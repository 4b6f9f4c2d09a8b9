//! Looping reminder audio.
//!
//! Playback runs on a dedicated thread that owns the output device; the rest
//! of the application holds a cheap cloneable [`AudioPlayer`] handle and
//! talks to it over an unbounded command channel. That keeps the non-`Send`
//! stream types on one thread and makes every audio operation safe to call
//! from the monitor loop, tray thread and prompt callbacks alike.
//!
//! Audio is strictly best-effort: device init, decode and playback failures
//! are logged and swallowed. The monitor must keep working on a machine with
//! no sound device at all.

use crate::libs::messages::Message;
use crate::{msg_info, msg_warning};
use parking_lot::Mutex;
use std::path::{Path, PathBuf};
use std::sync::Arc;
use tokio::sync::mpsc::{self, UnboundedSender};

#[derive(Debug)]
enum AudioCommand {
    SetTrack(PathBuf),
    Play { looping: bool },
    Stop,
    SetVolume(f32),
}

/// Cloneable handle to the audio thread.
#[derive(Clone)]
pub struct AudioPlayer {
    tx: UnboundedSender<AudioCommand>,
    track: Arc<Mutex<Option<PathBuf>>>,
}

impl AudioPlayer {
    /// Spawns the audio thread and returns a handle to it.
    pub fn spawn() -> Self {
        let (tx, rx) = mpsc::unbounded_channel();
        std::thread::Builder::new()
            .name("audio".into())
            .spawn(move || backend::run(rx))
            .ok();
        AudioPlayer {
            tx,
            track: Arc::new(Mutex::new(None)),
        }
    }

    /// Sets the current track. Returns `false` without touching state when
    /// the file does not exist.
    pub fn set_track(&self, path: &Path) -> bool {
        if !path.exists() {
            msg_warning!(Message::AudioTrackMissing(path.display().to_string()));
            return false;
        }
        *self.track.lock() = Some(path.to_path_buf());
        let _ = self.tx.send(AudioCommand::SetTrack(path.to_path_buf()));
        msg_info!(Message::AudioTrackSet(path.display().to_string()));
        true
    }

    /// Currently configured track, if any.
    pub fn current_track(&self) -> Option<PathBuf> {
        self.track.lock().clone()
    }

    /// Starts playback of the current track. No-op without a track.
    pub fn play(&self, looping: bool) {
        let _ = self.tx.send(AudioCommand::Play { looping });
    }

    /// Stops playback. Idempotent.
    pub fn stop(&self) {
        let _ = self.tx.send(AudioCommand::Stop);
    }

    /// Sets playback volume; the level is clamped to 0.0–1.0.
    pub fn set_volume(&self, level: f32) {
        let _ = self.tx.send(AudioCommand::SetVolume(level.clamp(0.0, 1.0)));
    }
}

#[cfg(windows)]
mod backend {
    use super::*;
    use crate::msg_error;
    use rodio::{Decoder, OutputStream, Sink, Source};
    use std::fs::File;
    use std::io::BufReader;
    use tokio::sync::mpsc::UnboundedReceiver;

    pub(super) fn run(mut rx: UnboundedReceiver<AudioCommand>) {
        // The stream must outlive every sink; both stay on this thread.
        let stream = match OutputStream::try_default() {
            Ok(pair) => Some(pair),
            Err(e) => {
                msg_error!(Message::AudioInitFailed(e.to_string()));
                None
            }
        };

        let mut track: Option<PathBuf> = None;
        let mut sink: Option<Sink> = None;
        let mut volume: f32 = 1.0;

        while let Some(cmd) = rx.blocking_recv() {
            match cmd {
                AudioCommand::SetTrack(path) => track = Some(path),
                AudioCommand::Play { looping } => {
                    let Some((_, handle)) = stream.as_ref() else { continue };
                    let Some(path) = track.as_ref() else { continue };

                    // Restart from the top on every play request.
                    if let Some(old) = sink.take() {
                        old.stop();
                    }
                    match load_sink(handle, path, looping, volume) {
                        Ok(new_sink) => sink = Some(new_sink),
                        Err(e) => msg_error!(Message::AudioPlaybackFailed(e.to_string())),
                    }
                }
                AudioCommand::Stop => {
                    if let Some(old) = sink.take() {
                        old.stop();
                    }
                }
                AudioCommand::SetVolume(level) => {
                    volume = level;
                    if let Some(ref active) = sink {
                        active.set_volume(level);
                    }
                }
            }
        }
    }

    fn load_sink(handle: &rodio::OutputStreamHandle, path: &Path, looping: bool, volume: f32) -> anyhow::Result<Sink> {
        let file = File::open(path)?;
        let source = Decoder::new(BufReader::new(file))?;
        let sink = Sink::try_new(handle)?;
        sink.set_volume(volume);
        if looping {
            sink.append(source.repeat_infinite());
        } else {
            sink.append(source);
        }
        Ok(sink)
    }
}

#[cfg(not(windows))]
mod backend {
    use super::*;
    use crate::msg_debug;
    use tokio::sync::mpsc::UnboundedReceiver;

    pub(super) fn run(mut rx: UnboundedReceiver<AudioCommand>) {
        while let Some(cmd) = rx.blocking_recv() {
            if matches!(cmd, AudioCommand::Play { .. }) {
                msg_debug!(format!("{}", Message::AudioBackendUnavailable));
            }
        }
    }
}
++++
*Work request*
Every line with "monitor" in it should be copied from the entries.

*Result*
//! from the monitor loop, tray thread and prompt callbacks alike.
//! are logged and swallowed. The monitor must keep working on a machine with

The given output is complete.